Après Washington, l’UE annonce des taxes sur les véhicules électriques chinois
Bruxelles a annoncé mercredi jusqu’à 38% de droits de douane supplémentaires sur les importations de véhicules électriques chinois dans l’UE, tout en cherchant à éviter une guerre commerciale avec Pékin accusé d’avoir favorisé illégalement ses constructeurs.
L’Allemagne, très engagée en Chine, a bataillé avec la Suède et la Hongrie pour éviter des sanctions, craignant des représailles. La France et l’Espagne ont au contraire poussé pour des mesures ciblées et proportionnées.

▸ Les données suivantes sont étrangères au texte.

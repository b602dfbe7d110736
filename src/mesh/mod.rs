//! Role-tagged mesh buffer assembly
//!
//! Turns a stream of colored, positioned triangles into engine-agnostic
//! buffer sets. Flat-shaded roles (render, collidable land) carry
//! position + color + face normal per corner and are chunked so no single
//! buffer crosses the vertex limit downstream index widths assume.
//! Navigation-type roles (navmesh, ocean, ocean navmesh) carry positions
//! only and collapse near-identical positions through a spatial index.

use crate::spatial::SphereIndex;
use glam::Vec3;

#[cfg(feature = "serde")]
use serde::{Deserialize, Serialize};

/// What a buffer set is for
#[cfg_attr(feature = "serde", derive(Serialize, Deserialize))]
#[derive(Debug, Clone, Copy, PartialEq, Eq)]
pub enum MeshRole {
    /// Visible surface: position + color + flat normal, chunked
    Render,
    /// Collidable land surface: same layout as render, separate pass
    Collision,
    /// Walkable-land navigation mesh: position only, deduplicated
    Navigation,
    /// Sea surface: position only, deduplicated
    Ocean,
    /// Sailable-water navigation mesh: position only, deduplicated
    OceanNavigation,
}

impl MeshRole {
    /// Roles that collapse near-identical vertices
    #[inline]
    pub fn deduplicates(self) -> bool {
        matches!(
            self,
            MeshRole::Navigation | MeshRole::Ocean | MeshRole::OceanNavigation
        )
    }

    /// Roles that split output into vertex-bounded chunks
    #[inline]
    pub fn chunked(self) -> bool {
        !self.deduplicates()
    }

    /// Human-readable role name
    pub fn name(self) -> &'static str {
        match self {
            MeshRole::Render => "render",
            MeshRole::Collision => "collision",
            MeshRole::Navigation => "navigation",
            MeshRole::Ocean => "ocean",
            MeshRole::OceanNavigation => "ocean-navigation",
        }
    }
}

/// One output buffer set
///
/// Colors and normals are present exactly for flat-shaded roles. Suitable
/// for any engine: Bevy meshes, Godot arrays, raw wgpu vertex buffers.
#[cfg_attr(feature = "serde", derive(Serialize, Deserialize))]
#[derive(Debug, Clone, PartialEq)]
pub struct MeshData {
    /// Buffer role
    pub role: MeshRole,
    /// Vertex positions
    pub positions: Vec<[f32; 3]>,
    /// Vertex colors (flat-shaded roles only)
    pub colors: Option<Vec<[f32; 3]>>,
    /// Face normals replicated per corner (flat-shaded roles only)
    pub normals: Option<Vec<[f32; 3]>>,
    /// Triangle indices
    pub indices: Vec<u32>,
}

impl MeshData {
    fn empty(role: MeshRole) -> Self {
        let shaded = !role.deduplicates();
        Self {
            role,
            positions: Vec::new(),
            colors: shaded.then(Vec::new),
            normals: shaded.then(Vec::new),
            indices: Vec::new(),
        }
    }

    /// Number of vertices
    #[inline]
    pub fn vertex_count(&self) -> usize {
        self.positions.len()
    }

    /// Number of triangles
    #[inline]
    pub fn triangle_count(&self) -> usize {
        self.indices.len() / 3
    }

    /// Check whether the buffer holds no geometry
    #[inline]
    pub fn is_empty(&self) -> bool {
        self.positions.is_empty()
    }
}

/// Accumulates triangles into role-tagged, size-bounded buffers
///
/// Flat-shaded roles flush the current chunk before a triangle would push
/// its vertex count past the limit, so no emitted chunk ever exceeds it.
/// Deduplicating roles grow a single buffer, collapsing positions within
/// the angular tolerance to one vertex.
pub struct MeshAssembler {
    role: MeshRole,
    chunk_vertex_limit: usize,
    dedup_tolerance: f32,
    chunks: Vec<MeshData>,
    current: MeshData,
    dedup: SphereIndex<u32>,
}

impl MeshAssembler {
    /// Create an assembler for one role
    pub fn new(role: MeshRole, chunk_vertex_limit: usize, dedup_tolerance: f32) -> Self {
        Self {
            role,
            chunk_vertex_limit,
            dedup_tolerance,
            chunks: Vec::new(),
            current: MeshData::empty(role),
            dedup: SphereIndex::new(),
        }
    }

    /// The role this assembler emits
    #[inline]
    pub fn role(&self) -> MeshRole {
        self.role
    }

    /// Append one colored triangle (flat-shaded roles)
    ///
    /// Emits three fresh vertices carrying the color and the face normal
    /// from the cross product of two edge vectors.
    pub fn push_shaded_triangle(&mut self, corners: [Vec3; 3], color: [f32; 3]) {
        debug_assert!(self.role.chunked(), "shaded push on a deduplicating role");
        if self.current.vertex_count() + 3 > self.chunk_vertex_limit {
            self.flush();
        }

        let normal = (corners[1] - corners[0])
            .cross(corners[2] - corners[0])
            .normalize_or_zero();
        let base = self.current.vertex_count() as u32;
        for corner in corners {
            self.current.positions.push([corner.x, corner.y, corner.z]);
            if let Some(colors) = self.current.colors.as_mut() {
                colors.push(color);
            }
            if let Some(normals) = self.current.normals.as_mut() {
                normals.push([normal.x, normal.y, normal.z]);
            }
        }
        self.current.indices.extend([base, base + 1, base + 2]);
    }

    /// Append one triangle (deduplicating roles)
    ///
    /// Each corner within the angular tolerance of an existing vertex
    /// reuses that vertex's index; others append a fresh vertex.
    pub fn push_triangle(&mut self, corners: [Vec3; 3]) {
        debug_assert!(self.role.deduplicates(), "plain push on a flat-shaded role");
        for corner in corners {
            let index = self.dedup_index(corner);
            self.current.indices.push(index);
        }
    }

    fn dedup_index(&mut self, corner: Vec3) -> u32 {
        let tolerance = 2.0 * (self.dedup_tolerance * 0.5).sin();
        if let Some((&index, distance)) = self.dedup.nearest(corner) {
            if distance <= tolerance {
                return index;
            }
        }
        let index = self.current.vertex_count() as u32;
        self.current.positions.push([corner.x, corner.y, corner.z]);
        self.dedup.insert(corner, index);
        index
    }

    fn flush(&mut self) {
        if !self.current.is_empty() {
            let chunk = std::mem::replace(&mut self.current, MeshData::empty(self.role));
            self.chunks.push(chunk);
        }
    }

    /// Close out the final chunk and return all buffers in emission order
    pub fn finish(mut self) -> Vec<MeshData> {
        self.flush();
        self.chunks
    }
}

#[cfg(test)]
mod tests {
    use super::*;

    fn triangle(offset: f32) -> [Vec3; 3] {
        [
            Vec3::new(offset, 0.0, 1.0).normalize(),
            Vec3::new(offset + 0.01, 0.0, 1.0).normalize(),
            Vec3::new(offset, 0.01, 1.0).normalize(),
        ]
    }

    #[test]
    fn test_shaded_layout() {
        let mut assembler = MeshAssembler::new(MeshRole::Render, 8000, 1e-4);
        assembler.push_shaded_triangle(triangle(0.0), [0.33, 1.0, 0.33]);
        let meshes = assembler.finish();

        assert_eq!(meshes.len(), 1);
        let mesh = &meshes[0];
        assert_eq!(mesh.vertex_count(), 3);
        assert_eq!(mesh.triangle_count(), 1);
        assert_eq!(mesh.colors.as_ref().unwrap().len(), 3);
        assert_eq!(mesh.normals.as_ref().unwrap().len(), 3);
        assert_eq!(mesh.indices, vec![0, 1, 2]);
    }

    #[test]
    fn test_flat_normal_from_edge_cross() {
        let mut assembler = MeshAssembler::new(MeshRole::Render, 8000, 1e-4);
        assembler.push_shaded_triangle(
            [Vec3::ZERO, Vec3::X, Vec3::Y],
            [1.0, 1.0, 1.0],
        );
        let meshes = assembler.finish();
        let normals = meshes[0].normals.as_ref().unwrap();
        for normal in normals {
            assert_eq!(*normal, [0.0, 0.0, 1.0]);
        }
    }

    #[test]
    fn test_chunk_bound_never_exceeded() {
        let limit = 90;
        let mut assembler = MeshAssembler::new(MeshRole::Collision, limit, 1e-4);
        for i in 0..100 {
            assembler.push_shaded_triangle(triangle(i as f32 * 0.02), [0.5, 0.5, 0.5]);
        }
        let meshes = assembler.finish();

        assert!(meshes.len() > 1);
        let mut total = 0;
        for mesh in &meshes {
            assert!(mesh.vertex_count() <= limit, "{}", mesh.vertex_count());
            assert_eq!(mesh.vertex_count(), mesh.indices.len());
            total += mesh.triangle_count();
        }
        assert_eq!(total, 100);
    }

    #[test]
    fn test_dedup_collapses_repeated_corners() {
        let mut assembler = MeshAssembler::new(MeshRole::Navigation, 8000, 1e-4);
        let corners = triangle(0.0);
        assembler.push_triangle(corners);
        assembler.push_triangle(corners);
        // A third triangle sharing one corner.
        assembler.push_triangle([corners[0], triangle(0.1)[1], triangle(0.1)[2]]);
        let meshes = assembler.finish();

        assert_eq!(meshes.len(), 1);
        let mesh = &meshes[0];
        assert_eq!(mesh.vertex_count(), 5);
        assert_eq!(mesh.triangle_count(), 3);
        assert_eq!(mesh.indices[0..3], mesh.indices[3..6]);
        assert!(mesh.colors.is_none());
        assert!(mesh.normals.is_none());
    }

    #[test]
    fn test_dedup_roles_never_chunk() {
        let mut assembler = MeshAssembler::new(MeshRole::OceanNavigation, 12, 1e-4);
        for i in 0..50 {
            assembler.push_triangle(triangle(i as f32 * 0.05));
        }
        let meshes = assembler.finish();
        assert_eq!(meshes.len(), 1);
        assert_eq!(meshes[0].triangle_count(), 50);
    }

    #[test]
    fn test_empty_assembler_emits_nothing() {
        let assembler = MeshAssembler::new(MeshRole::Render, 8000, 1e-4);
        assert!(assembler.finish().is_empty());
    }
}
//! Deterministic mesh synthesis pipeline
//!
//! Orchestrates one batch run: seed the generator, color the hierarchy,
//! diffuse elevation bands, displace geometry, segment regions, assemble
//! role buffers, and place landmarks. Single-threaded and synchronous; a
//! run either completes deterministically for its seed and parameters or
//! fails fast on malformed geometry. One random generator is threaded by
//! reference through every stage - helpers never seed their own.

use crate::adjacency::{Substrate, TriangleAdjacency};
use crate::cell::{inherit_from_parent, CellHierarchy, CellKind, CellLayer};
use crate::config::{DetailLevel, MeshConfig};
use crate::error::{MeshError, Result};
use crate::heightmap::{diffuse_heights, shade_cell_colors, HeightField, SurfaceSampler};
use crate::landmarks::{place_landmarks, Landmarks};
use crate::mesh::{MeshAssembler, MeshData, MeshRole};
use crate::regions::{
    fully_above_water, fully_below_water, segment_regions, touches_shoreline, vertex_band,
};
use glam::Vec3;
use log::{debug, info};
use rand::Rng;

/// Color of a coarse water cell
const WATER_COLOR: [f32; 3] = [0.33, 0.33, 1.0];
/// Color of a coarse land cell
const LAND_COLOR: [f32; 3] = [0.33, 1.0, 0.33];
/// Fraction of coarse draws that come up land
const LAND_THRESHOLD: f64 = 0.33;

/// Everything one synthesis run produces
#[derive(Debug, Clone, PartialEq)]
pub struct PlanetMeshOutput {
    /// Role-tagged buffers: render chunks, then collision chunks, then
    /// navigation, ocean, and ocean-navigation
    pub meshes: Vec<MeshData>,
    /// Elevation band per area cell (levels Area and Walking)
    pub height_map: Option<Vec<(usize, i32)>>,
    /// Shaded color per area cell (levels Area and Walking)
    pub color_data: Option<Vec<(usize, [f32; 3])>>,
    /// Placed landmarks and spawn points (level Walking)
    pub landmarks: Landmarks,
}

/// Synthesize a planet mesh from a cell hierarchy and substrate
///
/// The hierarchy must carry at least `config.level.layer_count()` non-empty
/// layers, coarse-first; colors and kinds are assigned in place. The
/// substrate is only consulted at [`DetailLevel::Walking`], where regions
/// and navigation buffers live on its triangulation.
pub fn generate_planet_mesh(
    hierarchy: &mut CellHierarchy,
    substrate: &Substrate,
    config: &MeshConfig,
) -> Result<PlanetMeshOutput> {
    let needed = config.level.layer_count();
    if hierarchy.len() < needed {
        return Err(MeshError::InvalidConfig(format!(
            "{} level needs {} hierarchy layers (got {})",
            config.level.name(),
            needed,
            hierarchy.len()
        )));
    }
    for depth in 0..needed {
        if hierarchy.layer(depth).is_some_and(CellLayer::is_empty) {
            return Err(MeshError::GeometryInconsistency(format!(
                "hierarchy layer {} is empty",
                depth
            )));
        }
    }

    info!(
        "synthesizing planet mesh: seed={:?} level={}",
        config.seed,
        config.level.name()
    );
    let mut rng = config.rng();
    let layers = hierarchy.layers_mut();

    // Coarse land/water split from one draw per cell.
    for cell in layers[0].cells_mut() {
        let draw: f64 = rng.gen();
        if draw > LAND_THRESHOLD {
            cell.color = WATER_COLOR;
            cell.kind = CellKind::Water;
        } else {
            cell.color = LAND_COLOR;
            cell.kind = CellKind::Land;
        }
    }

    // Color inheritance down to the area layer.
    for depth in 1..needed.min(3) {
        let (coarser, finer) = layers.split_at_mut(depth);
        inherit_from_parent(&coarser[depth - 1], &mut finer[0], config.locate_radius);
        debug!("layer {} inherited colors", depth);
    }

    let mut height_map = None;
    let mut color_data = None;
    let mut field = None;
    if config.level >= DetailLevel::Area {
        let bands = diffuse_heights(&layers[2], config.diffusion_passes, config.neighbor_radius);
        shade_cell_colors(&mut layers[2], &bands);
        height_map = Some(
            bands
                .bands()
                .iter()
                .enumerate()
                .map(|(cell, &band)| (cell, band))
                .collect(),
        );
        color_data = Some(
            layers[2]
                .cells()
                .iter()
                .map(|cell| (cell.id, cell.color))
                .collect(),
        );
        field = Some(bands);
    }

    if config.level < DetailLevel::Walking {
        let depth = needed - 1;
        let meshes = assemble_flat_layer(&layers[depth], config);
        return Ok(PlanetMeshOutput {
            meshes,
            height_map,
            color_data,
            landmarks: Landmarks::default(),
        });
    }

    // Walking colors: shaded area color with per-channel jitter.
    {
        let (coarser, finer) = layers.split_at_mut(3);
        inherit_from_parent(&coarser[2], &mut finer[0], config.locate_radius);
        for cell in finer[0].cells_mut() {
            for channel in cell.color.iter_mut() {
                let draw: f64 = rng.gen();
                *channel *= (draw * 0.1 + 0.9) as f32;
            }
        }
    }

    let field = field.expect("walking level implies area heights");
    let (meshes, landmarks) =
        assemble_walking(&layers[2], &layers[3], &field, substrate, config, &mut rng)?;

    Ok(PlanetMeshOutput {
        meshes,
        height_map,
        color_data,
        landmarks,
    })
}

/// Fan-triangulate a layer onto the unit sphere (no displacement)
fn assemble_flat_layer(layer: &CellLayer, config: &MeshConfig) -> Vec<MeshData> {
    let mut render = MeshAssembler::new(
        MeshRole::Render,
        config.chunk_vertex_limit,
        config.dedup_tolerance,
    );
    for cell in layer.cells() {
        if cell.vertices.len() < 3 {
            continue;
        }
        for i in 0..cell.vertices.len() {
            let j = (i + 1) % cell.vertices.len();
            render.push_shaded_triangle(
                [cell.centroid, cell.vertices[i], cell.vertices[j]],
                cell.color,
            );
        }
    }
    render.finish()
}

/// Walking-level assembly: displaced fans, regions, roles, landmarks
fn assemble_walking(
    area: &CellLayer,
    walking: &CellLayer,
    field: &HeightField,
    substrate: &Substrate,
    config: &MeshConfig,
    rng: &mut impl Rng,
) -> Result<(Vec<MeshData>, Landmarks)> {
    let sampler = SurfaceSampler::new(
        area,
        field,
        config.elevation_step,
        config.dedup_tolerance,
        config.locate_radius,
    );

    // Displaced walking fans feed the flat-shaded roles; water fans also
    // leave a sea-surface copy at unit radius.
    let mut render = MeshAssembler::new(
        MeshRole::Render,
        config.chunk_vertex_limit,
        config.dedup_tolerance,
    );
    let mut collision = MeshAssembler::new(
        MeshRole::Collision,
        config.chunk_vertex_limit,
        config.dedup_tolerance,
    );
    let mut ocean = MeshAssembler::new(
        MeshRole::Ocean,
        config.chunk_vertex_limit,
        config.dedup_tolerance,
    );

    for cell in walking.cells() {
        if cell.vertices.len() < 3 {
            continue;
        }
        let apex = sampler.displace(cell.centroid)?;
        let rim: Vec<Vec3> = cell
            .vertices
            .iter()
            .map(|&vertex| sampler.displace(vertex))
            .collect::<Result<_>>()?;
        for i in 0..rim.len() {
            let j = (i + 1) % rim.len();
            let corners = [apex, rim[i], rim[j]];
            render.push_shaded_triangle(corners, cell.color);
            if cell.kind.is_land() {
                collision.push_shaded_triangle(corners, cell.color);
            } else {
                ocean.push_triangle([
                    cell.centroid.normalize(),
                    cell.vertices[i].normalize(),
                    cell.vertices[j].normalize(),
                ]);
            }
        }
    }
    debug!("walking fans assembled over {} cells", walking.len());

    // Substrate displacement and banding for regions and navigation.
    let adjacency = TriangleAdjacency::build(substrate)?;
    let mut displaced = Vec::with_capacity(substrate.vertex_count());
    let mut vertex_bands = Vec::with_capacity(substrate.vertex_count());
    for &vertex in &substrate.vertices {
        let radius = sampler.sample_radius(vertex)?;
        displaced.push(vertex.normalize() * radius);
        vertex_bands.push(vertex_band(radius, config.elevation_step));
    }
    let triangle_vertices: Vec<[usize; 3]> = (0..substrate.triangle_count())
        .map(|tri| substrate.triangle_vertices(tri))
        .collect::<Result<_>>()?;
    let triangle_bands: Vec<[i32; 3]> = triangle_vertices
        .iter()
        .map(|corners| corners.map(|v| vertex_bands[v]))
        .collect();

    let shoreline_mask: Vec<bool> = triangle_bands
        .iter()
        .map(|&bands| touches_shoreline(bands))
        .collect();
    let island_mask: Vec<bool> = triangle_bands
        .iter()
        .map(|&bands| fully_above_water(bands))
        .collect();
    let shoreline_regions = segment_regions(&shoreline_mask, &adjacency);
    let island_regions = segment_regions(&island_mask, &adjacency);
    debug!(
        "{} shoreline regions, {} island regions",
        shoreline_regions.len(),
        island_regions.len()
    );

    // Navigation over island regions, displaced; ocean navigation over
    // open-water triangles at the sea surface.
    let mut navigation = MeshAssembler::new(
        MeshRole::Navigation,
        config.chunk_vertex_limit,
        config.dedup_tolerance,
    );
    for region in &island_regions {
        for &tri in region {
            navigation.push_triangle(triangle_vertices[tri].map(|v| displaced[v]));
        }
    }
    let mut ocean_navigation = MeshAssembler::new(
        MeshRole::OceanNavigation,
        config.chunk_vertex_limit,
        config.dedup_tolerance,
    );
    for (tri, &bands) in triangle_bands.iter().enumerate() {
        if fully_below_water(bands) {
            ocean_navigation
                .push_triangle(triangle_vertices[tri].map(|v| substrate.vertices[v].normalize()));
        }
    }

    let landmarks = place_landmarks(
        &shoreline_regions,
        &island_regions,
        &triangle_vertices,
        &vertex_bands,
        &displaced,
        rng,
    );
    info!(
        "placed {} landmarks, {} spawn points",
        landmarks.buildings.len(),
        landmarks.spawn_points.len()
    );

    let mut meshes = render.finish();
    meshes.extend(collision.finish());
    meshes.extend(navigation.finish());
    meshes.extend(ocean.finish());
    meshes.extend(ocean_navigation.finish());
    Ok((meshes, landmarks))
}
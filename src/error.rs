//! Error types for planet mesh synthesis

use glam::Vec3;
use std::fmt;

/// Errors that can occur while synthesizing a planet mesh
#[derive(Debug, Clone, PartialEq)]
pub enum MeshError {
    /// Configuration validation failed
    InvalidConfig(String),
    /// Dangling index or malformed topology in the supplied geometry
    GeometryInconsistency(String),
    /// A point could not be projected onto any banded surface region
    UnresolvedHeightQuery {
        /// The point whose elevation could not be resolved
        point: Vec3,
        /// Id of the nearest candidate cell that was searched
        cell: usize,
    },
}

impl fmt::Display for MeshError {
    fn fmt(&self, f: &mut fmt::Formatter<'_>) -> fmt::Result {
        match self {
            MeshError::InvalidConfig(msg) => write!(f, "invalid configuration: {}", msg),
            MeshError::GeometryInconsistency(msg) => {
                write!(f, "geometry inconsistency: {}", msg)
            }
            MeshError::UnresolvedHeightQuery { point, cell } => write!(
                f,
                "unresolved height query at ({}, {}, {}) near cell {}",
                point.x, point.y, point.z, cell
            ),
        }
    }
}

impl std::error::Error for MeshError {}

/// Result type alias for mesh synthesis operations
pub type Result<T> = std::result::Result<T, MeshError>;
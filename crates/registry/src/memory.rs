//! In-memory ticket registry.
//!
//! [`MemoryTicketRegistry`] keeps tickets in a [`HashMap`] behind a
//! [`parking_lot::RwLock`]. It is the default backend for single-node
//! deployments and the storage used by each member of a
//! [`TicketCluster`](crate::TicketCluster).
//!
//! # Example
//!
//! ```
//! use cas_ticket_registry::{MemoryTicketRegistry, TicketRegistry};
//!
//! #[tokio::main]
//! async fn main() {
//!     let registry = MemoryTicketRegistry::new();
//!     assert!(registry.get_ticket("TGT-1-missing").await.unwrap().is_none());
//! }
//! ```
//!
//! # Limitations
//!
//! - Tickets are lost when the process exits
//! - Expired tickets are only reclaimed on read or by a registry cleaner

use std::{collections::HashMap, fmt, sync::Arc};

use async_trait::async_trait;
use cas_ticket::{Clock, Redacted, SharedClock, SystemClock, Ticket};
use parking_lot::RwLock;

use crate::{
    error::{RegistryError, RegistryResult},
    registry::TicketRegistry,
};

/// In-memory ticket registry.
///
/// # Cloning
///
/// Cheaply cloneable via [`Arc`]. All clones share the same ticket map.
#[derive(Clone)]
pub struct MemoryTicketRegistry {
    tickets: Arc<RwLock<HashMap<String, Ticket>>>,
    clock: SharedClock,
}

impl MemoryTicketRegistry {
    /// Creates an empty registry reading the system clock.
    #[must_use]
    pub fn new() -> Self {
        Self::with_clock(SystemClock::shared())
    }

    /// Creates an empty registry reading `clock`.
    #[must_use]
    pub fn with_clock(clock: SharedClock) -> Self {
        Self { tickets: Arc::new(RwLock::new(HashMap::new())), clock }
    }

    /// Number of stored tickets, expired ones included.
    #[must_use]
    pub fn len(&self) -> usize {
        self.tickets.read().len()
    }

    /// Whether no tickets are stored.
    #[must_use]
    pub fn is_empty(&self) -> bool {
        self.tickets.read().is_empty()
    }

    // Synchronous primitives for callers that hold their own lock across a
    // sequence of operations.

    pub(crate) fn get(&self, id: &str) -> Option<Ticket> {
        self.tickets.read().get(id).cloned()
    }

    pub(crate) fn insert(&self, ticket: Ticket) {
        self.tickets.write().insert(ticket.id().to_owned(), ticket);
    }

    pub(crate) fn take(&self, id: &str) -> bool {
        self.tickets.write().remove(id).is_some()
    }

    pub(crate) fn ids(&self) -> Vec<String> {
        self.tickets.read().keys().cloned().collect()
    }

    pub(crate) fn snapshot(&self) -> Vec<Ticket> {
        self.tickets.read().values().cloned().collect()
    }
}

impl Default for MemoryTicketRegistry {
    fn default() -> Self {
        Self::new()
    }
}

impl fmt::Debug for MemoryTicketRegistry {
    fn fmt(&self, f: &mut fmt::Formatter<'_>) -> fmt::Result {
        f.debug_struct("MemoryTicketRegistry").field("tickets", &self.len()).finish_non_exhaustive()
    }
}

#[async_trait]
impl TicketRegistry for MemoryTicketRegistry {
    fn name(&self) -> &'static str {
        "memory"
    }

    fn clock(&self) -> &dyn Clock {
        self.clock.as_ref()
    }

    #[tracing::instrument(skip_all, fields(ticket_id = %Redacted(ticket.id())))]
    async fn add_ticket(&self, ticket: Ticket) -> RegistryResult<()> {
        self.insert(ticket);
        Ok(())
    }

    #[tracing::instrument(skip_all, fields(ticket_id = %Redacted(id)))]
    async fn fetch_ticket(&self, id: &str) -> RegistryResult<Option<Ticket>> {
        Ok(self.get(id))
    }

    #[tracing::instrument(skip_all, fields(ticket_id = %Redacted(id)))]
    async fn remove_ticket(&self, id: &str) -> RegistryResult<bool> {
        Ok(self.take(id))
    }

    #[tracing::instrument(skip(self))]
    async fn fetch_all(&self) -> RegistryResult<Vec<Ticket>> {
        Ok(self.snapshot())
    }

    #[tracing::instrument(skip(self))]
    async fn health_check(&self) -> RegistryResult<()> {
        fail::fail_point!("memory-registry-health-check", |_| {
            Err(RegistryError::unavailable("injected memory registry outage"))
        });
        Ok(())
    }
}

Pékin a immédiatement dénoncé « un comportement purement protectionniste » des Européens, via un communiqué du ministère du Commerce. La Chine avertit qu’elle « prendra toutes les mesures pour défendre fermement ses droits légitimes ».
Les véhicules fabriqués dans les usines chinoises étaient jusqu’ici taxés à hauteur de 10% dans l’UE.
Bruxelles prévoit d’ajouter des droits compensateurs de 17,4% au fabricant chinois BYD, 20% à Geely et 38,1% à SAIC, au terme de près de neuf mois d’enquête.
Pour les autres constructeurs, un droit moyen de 21% devrait s’appliquer. Son montant diffèrera selon les niveaux de subventions publiques perçus.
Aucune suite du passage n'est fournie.